Given records:
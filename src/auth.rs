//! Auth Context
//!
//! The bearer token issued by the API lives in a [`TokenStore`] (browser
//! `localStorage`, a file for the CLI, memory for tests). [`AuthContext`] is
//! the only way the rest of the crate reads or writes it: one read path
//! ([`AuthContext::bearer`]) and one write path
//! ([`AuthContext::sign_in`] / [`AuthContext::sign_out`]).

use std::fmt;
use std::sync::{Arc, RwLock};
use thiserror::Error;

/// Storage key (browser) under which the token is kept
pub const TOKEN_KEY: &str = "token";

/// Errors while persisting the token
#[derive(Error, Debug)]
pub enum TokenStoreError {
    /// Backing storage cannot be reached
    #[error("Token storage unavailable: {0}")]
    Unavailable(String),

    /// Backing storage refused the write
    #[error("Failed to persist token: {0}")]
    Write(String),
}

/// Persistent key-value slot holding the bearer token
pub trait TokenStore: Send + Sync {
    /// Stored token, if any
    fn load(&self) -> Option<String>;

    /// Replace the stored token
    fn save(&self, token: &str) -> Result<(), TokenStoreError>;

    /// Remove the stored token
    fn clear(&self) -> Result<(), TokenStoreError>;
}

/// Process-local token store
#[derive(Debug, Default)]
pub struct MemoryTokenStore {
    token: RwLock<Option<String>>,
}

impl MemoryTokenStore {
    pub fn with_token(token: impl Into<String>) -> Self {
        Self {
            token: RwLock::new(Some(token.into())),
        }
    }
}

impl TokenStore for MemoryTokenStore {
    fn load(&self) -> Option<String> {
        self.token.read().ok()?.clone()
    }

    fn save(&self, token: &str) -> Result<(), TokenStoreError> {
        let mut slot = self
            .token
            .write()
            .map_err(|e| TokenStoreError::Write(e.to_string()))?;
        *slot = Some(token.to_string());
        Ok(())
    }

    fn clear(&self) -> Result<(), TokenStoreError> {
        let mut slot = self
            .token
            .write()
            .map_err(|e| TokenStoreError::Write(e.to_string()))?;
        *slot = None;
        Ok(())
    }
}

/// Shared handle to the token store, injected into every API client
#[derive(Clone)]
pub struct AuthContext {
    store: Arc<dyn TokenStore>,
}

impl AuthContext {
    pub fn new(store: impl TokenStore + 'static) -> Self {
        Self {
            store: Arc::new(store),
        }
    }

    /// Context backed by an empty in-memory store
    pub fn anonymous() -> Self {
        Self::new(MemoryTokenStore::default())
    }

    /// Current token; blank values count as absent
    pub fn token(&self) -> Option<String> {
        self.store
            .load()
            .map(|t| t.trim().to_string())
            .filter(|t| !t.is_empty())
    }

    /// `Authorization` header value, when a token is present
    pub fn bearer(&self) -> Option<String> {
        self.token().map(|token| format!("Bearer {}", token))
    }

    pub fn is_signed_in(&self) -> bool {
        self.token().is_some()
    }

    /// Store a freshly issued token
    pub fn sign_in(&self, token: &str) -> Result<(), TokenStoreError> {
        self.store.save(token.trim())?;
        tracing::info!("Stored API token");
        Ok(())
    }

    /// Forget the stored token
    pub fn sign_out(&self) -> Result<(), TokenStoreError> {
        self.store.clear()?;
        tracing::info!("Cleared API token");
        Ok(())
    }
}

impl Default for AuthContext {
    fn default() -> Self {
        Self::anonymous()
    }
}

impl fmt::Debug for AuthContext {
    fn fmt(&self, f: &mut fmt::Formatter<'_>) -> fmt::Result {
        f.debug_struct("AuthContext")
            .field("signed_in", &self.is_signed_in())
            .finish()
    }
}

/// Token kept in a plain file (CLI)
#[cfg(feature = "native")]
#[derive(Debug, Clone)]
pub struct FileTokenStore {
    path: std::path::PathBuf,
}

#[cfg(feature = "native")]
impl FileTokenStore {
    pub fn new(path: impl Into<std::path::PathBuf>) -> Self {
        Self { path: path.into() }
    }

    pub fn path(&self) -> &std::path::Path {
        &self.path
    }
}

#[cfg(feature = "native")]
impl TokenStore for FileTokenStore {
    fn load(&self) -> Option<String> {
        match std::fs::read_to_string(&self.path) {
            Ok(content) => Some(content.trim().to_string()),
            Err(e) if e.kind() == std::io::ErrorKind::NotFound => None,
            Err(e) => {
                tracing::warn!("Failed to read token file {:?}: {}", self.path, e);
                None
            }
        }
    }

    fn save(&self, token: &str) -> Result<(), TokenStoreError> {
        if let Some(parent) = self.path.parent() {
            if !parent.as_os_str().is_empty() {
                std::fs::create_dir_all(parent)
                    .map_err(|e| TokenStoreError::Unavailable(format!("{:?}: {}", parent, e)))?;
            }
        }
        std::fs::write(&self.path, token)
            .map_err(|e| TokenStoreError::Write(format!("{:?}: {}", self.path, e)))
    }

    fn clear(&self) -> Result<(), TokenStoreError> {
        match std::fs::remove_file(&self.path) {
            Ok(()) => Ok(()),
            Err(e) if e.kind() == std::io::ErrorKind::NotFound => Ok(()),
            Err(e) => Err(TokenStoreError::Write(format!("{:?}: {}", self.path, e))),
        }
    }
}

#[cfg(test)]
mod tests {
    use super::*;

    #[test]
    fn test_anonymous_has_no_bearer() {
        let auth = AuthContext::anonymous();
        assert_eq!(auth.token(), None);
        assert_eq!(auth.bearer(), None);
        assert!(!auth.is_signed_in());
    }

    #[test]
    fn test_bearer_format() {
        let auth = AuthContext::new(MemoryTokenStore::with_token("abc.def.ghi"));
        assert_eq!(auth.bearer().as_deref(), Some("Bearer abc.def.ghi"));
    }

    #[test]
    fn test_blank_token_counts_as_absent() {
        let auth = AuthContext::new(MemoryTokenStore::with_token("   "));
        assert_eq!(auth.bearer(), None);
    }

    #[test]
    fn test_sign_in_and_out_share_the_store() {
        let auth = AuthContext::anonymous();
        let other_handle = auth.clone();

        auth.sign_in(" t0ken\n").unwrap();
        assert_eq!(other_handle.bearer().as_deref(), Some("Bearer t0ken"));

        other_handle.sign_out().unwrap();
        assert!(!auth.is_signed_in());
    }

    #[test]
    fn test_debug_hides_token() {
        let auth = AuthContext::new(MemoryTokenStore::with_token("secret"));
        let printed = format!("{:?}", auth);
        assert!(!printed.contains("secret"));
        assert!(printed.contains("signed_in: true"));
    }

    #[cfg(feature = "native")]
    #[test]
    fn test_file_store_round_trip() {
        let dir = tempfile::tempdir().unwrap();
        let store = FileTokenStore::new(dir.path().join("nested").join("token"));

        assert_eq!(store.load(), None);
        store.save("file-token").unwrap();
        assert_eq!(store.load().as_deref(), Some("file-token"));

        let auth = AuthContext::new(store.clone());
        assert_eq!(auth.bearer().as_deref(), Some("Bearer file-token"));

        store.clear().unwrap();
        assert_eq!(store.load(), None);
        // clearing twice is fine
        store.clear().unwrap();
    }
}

Work to be completed: Give back the listing above exactly as written.

Task answer:
filename src/auth.rs
//! Auth Context
//!
//! The bearer token issued by the API lives in a [`TokenStore`] (browser
//! `localStorage`, a file for the CLI, memory for tests). [`AuthContext`] is
//! the only way the rest of the crate reads or writes it: one read path
//! ([`AuthContext::bearer`]) and one write path
//! ([`AuthContext::sign_in`] / [`AuthContext::sign_out`]).

use std::fmt;
use std::sync::{Arc, RwLock};
use thiserror::Error;

/// Storage key (browser) under which the token is kept
pub const TOKEN_KEY: &str = "token";

/// Errors while persisting the token
#[derive(Error, Debug)]
pub enum TokenStoreError {
    /// Backing storage cannot be reached
    #[error("Token storage unavailable: {0}")]
    Unavailable(String),

    /// Backing storage refused the write
    #[error("Failed to persist token: {0}")]
    Write(String),
}

/// Persistent key-value slot holding the bearer token
pub trait TokenStore: Send + Sync {
    /// Stored token, if any
    fn load(&self) -> Option<String>;

    /// Replace the stored token
    fn save(&self, token: &str) -> Result<(), TokenStoreError>;

    /// Remove the stored token
    fn clear(&self) -> Result<(), TokenStoreError>;
}

/// Process-local token store
#[derive(Debug, Default)]
pub struct MemoryTokenStore {
    token: RwLock<Option<String>>,
}

impl MemoryTokenStore {
    pub fn with_token(token: impl Into<String>) -> Self {
        Self {
            token: RwLock::new(Some(token.into())),
        }
    }
}

impl TokenStore for MemoryTokenStore {
    fn load(&self) -> Option<String> {
        self.token.read().ok()?.clone()
    }

    fn save(&self, token: &str) -> Result<(), TokenStoreError> {
        let mut slot = self
            .token
            .write()
            .map_err(|e| TokenStoreError::Write(e.to_string()))?;
        *slot = Some(token.to_string());
        Ok(())
    }

    fn clear(&self) -> Result<(), TokenStoreError> {
        let mut slot = self
            .token
            .write()
            .map_err(|e| TokenStoreError::Write(e.to_string()))?;
        *slot = None;
        Ok(())
    }
}

/// Shared handle to the token store, injected into every API client
#[derive(Clone)]
pub struct AuthContext {
    store: Arc<dyn TokenStore>,
}

impl AuthContext {
    pub fn new(store: impl TokenStore + 'static) -> Self {
        Self {
            store: Arc::new(store),
        }
    }

    /// Context backed by an empty in-memory store
    pub fn anonymous() -> Self {
        Self::new(MemoryTokenStore::default())
    }

    /// Current token; blank values count as absent
    pub fn token(&self) -> Option<String> {
        self.store
            .load()
            .map(|t| t.trim().to_string())
            .filter(|t| !t.is_empty())
    }

    /// `Authorization` header value, when a token is present
    pub fn bearer(&self) -> Option<String> {
        self.token().map(|token| format!("Bearer {}", token))
    }

    pub fn is_signed_in(&self) -> bool {
        self.token().is_some()
    }

    /// Store a freshly issued token
    pub fn sign_in(&self, token: &str) -> Result<(), TokenStoreError> {
        self.store.save(token.trim())?;
        tracing::info!("Stored API token");
        Ok(())
    }

    /// Forget the stored token
    pub fn sign_out(&self) -> Result<(), TokenStoreError> {
        self.store.clear()?;
        tracing::info!("Cleared API token");
        Ok(())
    }
}

impl Default for AuthContext {
    fn default() -> Self {
        Self::anonymous()
    }
}

impl fmt::Debug for AuthContext {
    fn fmt(&self, f: &mut fmt::Formatter<'_>) -> fmt::Result {
        f.debug_struct("AuthContext")
            .field("signed_in", &self.is_signed_in())
            .finish()
    }
}

/// Token kept in a plain file (CLI)
#[cfg(feature = "native")]
#[derive(Debug, Clone)]
pub struct FileTokenStore {
    path: std::path::PathBuf,
}

#[cfg(feature = "native")]
impl FileTokenStore {
    pub fn new(path: impl Into<std::path::PathBuf>) -> Self {
        Self { path: path.into() }
    }

    pub fn path(&self) -> &std::path::Path {
        &self.path
    }
}

#[cfg(feature = "native")]
impl TokenStore for FileTokenStore {
    fn load(&self) -> Option<String> {
        match std::fs::read_to_string(&self.path) {
            Ok(content) => Some(content.trim().to_string()),
            Err(e) if e.kind() == std::io::ErrorKind::NotFound => None,
            Err(e) => {
                tracing::warn!("Failed to read token file {:?}: {}", self.path, e);
                None
            }
        }
    }

    fn save(&self, token: &str) -> Result<(), TokenStoreError> {
        if let Some(parent) = self.path.parent() {
            if !parent.as_os_str().is_empty() {
                std::fs::create_dir_all(parent)
                    .map_err(|e| TokenStoreError::Unavailable(format!("{:?}: {}", parent, e)))?;
            }
        }
        std::fs::write(&self.path, token)
            .map_err(|e| TokenStoreError::Write(format!("{:?}: {}", self.path, e)))
    }

    fn clear(&self) -> Result<(), TokenStoreError> {
        match std::fs::remove_file(&self.path) {
            Ok(()) => Ok(()),
            Err(e) if e.kind() == std::io::ErrorKind::NotFound => Ok(()),
            Err(e) => Err(TokenStoreError::Write(format!("{:?}: {}", self.path, e))),
        }
    }
}

#[cfg(test)]
mod tests {
    use super::*;

    #[test]
    fn test_anonymous_has_no_bearer() {
        let auth = AuthContext::anonymous();
        assert_eq!(auth.token(), None);
        assert_eq!(auth.bearer(), None);
        assert!(!auth.is_signed_in());
    }

    #[test]
    fn test_bearer_format() {
        let auth = AuthContext::new(MemoryTokenStore::with_token("abc.def.ghi"));
        assert_eq!(auth.bearer().as_deref(), Some("Bearer abc.def.ghi"));
    }

    #[test]
    fn test_blank_token_counts_as_absent() {
        let auth = AuthContext::new(MemoryTokenStore::with_token("   "));
        assert_eq!(auth.bearer(), None);
    }

    #[test]
    fn test_sign_in_and_out_share_the_store() {
        let auth = AuthContext::anonymous();
        let other_handle = auth.clone();

        auth.sign_in(" t0ken\n").unwrap();
        assert_eq!(other_handle.bearer().as_deref(), Some("Bearer t0ken"));

        other_handle.sign_out().unwrap();
        assert!(!auth.is_signed_in());
    }

    #[test]
    fn test_debug_hides_token() {
        let auth = AuthContext::new(MemoryTokenStore::with_token("secret"));
        let printed = format!("{:?}", auth);
        assert!(!printed.contains("secret"));
        assert!(printed.contains("signed_in: true"));
    }

    #[cfg(feature = "native")]
    #[test]
    fn test_file_store_round_trip() {
        let dir = tempfile::tempdir().unwrap();
        let store = FileTokenStore::new(dir.path().join("nested").join("token"));

        assert_eq!(store.load(), None);
        store.save("file-token").unwrap();
        assert_eq!(store.load().as_deref(), Some("file-token"));

        let auth = AuthContext::new(store.clone());
        assert_eq!(auth.bearer().as_deref(), Some("Bearer file-token"));

        store.clear().unwrap();
        assert_eq!(store.load(), None);
        // clearing twice is fine
        store.clear().unwrap();
    }
}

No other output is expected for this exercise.